Comprehensive in vitro analyses revealed that UiO-66-NH₂-CIS-FA induces apoptosis and cell cycle arrest by upregulating pro-apoptotic genes (BAX, P53) and downregulating anti-apoptotic and proliferative markers (BCL2, CCND1, CDK4). These findings establish FA-decorated UiO-66-NH₂-CIS as a promising targeted nanocarrier, offering improved cytotoxicity and selectivity against cancer cells while maintaining biocompatibility with healthy cells.

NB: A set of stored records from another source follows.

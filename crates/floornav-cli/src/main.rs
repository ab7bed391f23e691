use std::path::PathBuf;

use anyhow::{Context, Result};
use clap::{Args, Parser, Subcommand};

use floornav_cli::commands::features::{handle_features_command, FeatureTarget};
use floornav_cli::commands::graph::{handle_graph_command, handle_stats_command};
use floornav_cli::commands::route::{
    handle_alternatives_command, handle_distance_command, handle_route_command, RouteCommandArgs,
};
use floornav_cli::logging::{init_logging, LoggingConfig};
use floornav_cli::output::OutputFormat;
use floornav_cli::terminal::ColorPalette;
use floornav_lib::{
    load_floor_plan, DoorWeight, GraphBuildOptions, NavigationContext, DEFAULT_MAX_RESULTS,
    DEFAULT_PATH_CUTOFF,
};

#[derive(Parser, Debug)]
#[command(author, version, about = "Shortest routes between rooms on a floor plan")]
struct Cli {
    /// Floor description (JSON) to load.
    #[arg(long, env = "FLOORNAV_FLOOR", global = true)]
    floor: Option<PathBuf>,

    /// Output format.
    #[arg(long, value_enum, default_value_t = OutputFormat::Text, global = true)]
    format: OutputFormat,

    /// Disable ANSI colors in text output.
    #[arg(long, global = true)]
    no_color: bool,

    #[command(flatten)]
    graph: GraphArgs,

    #[command(subcommand)]
    command: Command,
}

#[derive(Args, Debug)]
struct GraphArgs {
    /// Rooms closer than this get an inferred corridor.
    #[arg(long, global = true)]
    corridor_threshold: Option<f64>,

    /// Multiplier applied to inferred corridor lengths.
    #[arg(long, global = true, allow_negative_numbers = true)]
    corridor_penalty: Option<f64>,

    /// Door cost: a fixed number, or `center` for the distance between room centers.
    #[arg(
        long,
        global = true,
        allow_negative_numbers = true,
        value_parser = parse_door_weight
    )]
    door_weight: Option<DoorWeight>,
}

impl GraphArgs {
    fn to_options(&self) -> GraphBuildOptions {
        let defaults = GraphBuildOptions::default();
        GraphBuildOptions {
            corridor_threshold: self.corridor_threshold.unwrap_or(defaults.corridor_threshold),
            corridor_penalty: self.corridor_penalty.unwrap_or(defaults.corridor_penalty),
            door_weight: self.door_weight.unwrap_or(defaults.door_weight),
        }
    }
}

#[derive(Subcommand, Debug)]
enum Command {
    /// Compute a route between two rooms.
    Route {
        #[arg(long = "from")]
        from: String,
        #[arg(long = "to")]
        to: String,
        /// Search algorithm: dijkstra, astar or bfs.
        #[arg(long, default_value = "dijkstra")]
        algorithm: String,
        /// Always reweight with Johnson's algorithm before searching.
        #[arg(long, conflicts_with = "algorithm")]
        johnson: bool,
        /// Print turn-by-turn directions after the route.
        #[arg(long)]
        directions: bool,
    },
    /// List alternative simple routes, fewest hops first.
    Alternatives {
        #[arg(long = "from")]
        from: String,
        #[arg(long = "to")]
        to: String,
        #[arg(long, default_value_t = DEFAULT_MAX_RESULTS)]
        max_results: usize,
        /// Longest route considered, in hops.
        #[arg(long, default_value_t = DEFAULT_PATH_CUTOFF)]
        cutoff: usize,
    },
    /// Print the shortest weighted distance, or -1 when unreachable.
    Distance {
        #[arg(long = "from")]
        from: String,
        #[arg(long = "to")]
        to: String,
    },
    /// Summarise the graph built from the floor.
    Stats,
    /// Report accessibility and layout metrics.
    Features {
        /// Describe a single room.
        #[arg(long, conflicts_with = "path")]
        room: Option<String>,
        /// Describe a comma-separated route, e.g. 101,102,104.
        #[arg(long, value_delimiter = ',')]
        path: Option<Vec<String>>,
    },
    /// Dump the adjacency list.
    Graph,
}

fn main() -> Result<()> {
    init_logging(&LoggingConfig::from_env());
    let cli = Cli::parse();

    let floor_path = cli
        .floor
        .context("no floor description given; pass --floor or set FLOORNAV_FLOOR")?;
    let floor = load_floor_plan(&floor_path)
        .with_context(|| format!("failed to load floor from {}", floor_path.display()))?;
    let context = NavigationContext::load(floor, cli.graph.to_options())
        .context("failed to build the floor graph")?;
    let state = context.snapshot();

    let palette = if cli.no_color {
        ColorPalette::plain()
    } else {
        ColorPalette::detect()
    };

    match cli.command {
        Command::Route {
            from,
            to,
            algorithm,
            johnson,
            directions,
        } => {
            let args = RouteCommandArgs {
                from,
                to,
                algorithm,
                johnson,
                directions,
            };
            handle_route_command(&state, cli.format, &palette, &args)
        }
        Command::Alternatives {
            from,
            to,
            max_results,
            cutoff,
        } => handle_alternatives_command(&state, cli.format, &from, &to, max_results, cutoff),
        Command::Distance { from, to } => handle_distance_command(&state, cli.format, &from, &to),
        Command::Stats => handle_stats_command(&state, cli.format),
        Command::Features { room, path } => {
            let target = match (room, path) {
                (Some(room), _) => FeatureTarget::Room(room),
                (None, Some(path)) => FeatureTarget::Path(path),
                (None, None) => FeatureTarget::Floor,
            };
            handle_features_command(&state, cli.format, &target)
        }
        Command::Graph => handle_graph_command(&state, cli.format),
    }
}

fn parse_door_weight(value: &str) -> Result<DoorWeight, String> {
    if value.eq_ignore_ascii_case("center") {
        return Ok(DoorWeight::CenterDistance);
    }
    value
        .parse::<f64>()
        .map(DoorWeight::Constant)
        .map_err(|_| format!("expected a number or `center`, got `{value}`"))
}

CRediT authorship contribution statement

Zahra Sadeghi Jam: Writing – original draft, Methodology, Investigation, Formal analysis, Data curation. Farzaneh Tafvizi: Writing – review & editing, Supervision, Project administration, Methodology, Investigation, Formal analysis, Data curation. Parvin Khodarahmi: Methodology. Parvaneh Jafari: Methodology. Fahimeh Baghbani-Arani: Methodology.

Data availability

The data used to support the findings of this study are available from the corresponding author upon request.

Funding source

No funding.

Declaration of competing interest

The authors declare that they have no known competing financial interests or personal relationships that could have appeared to influence the work reported in this paper.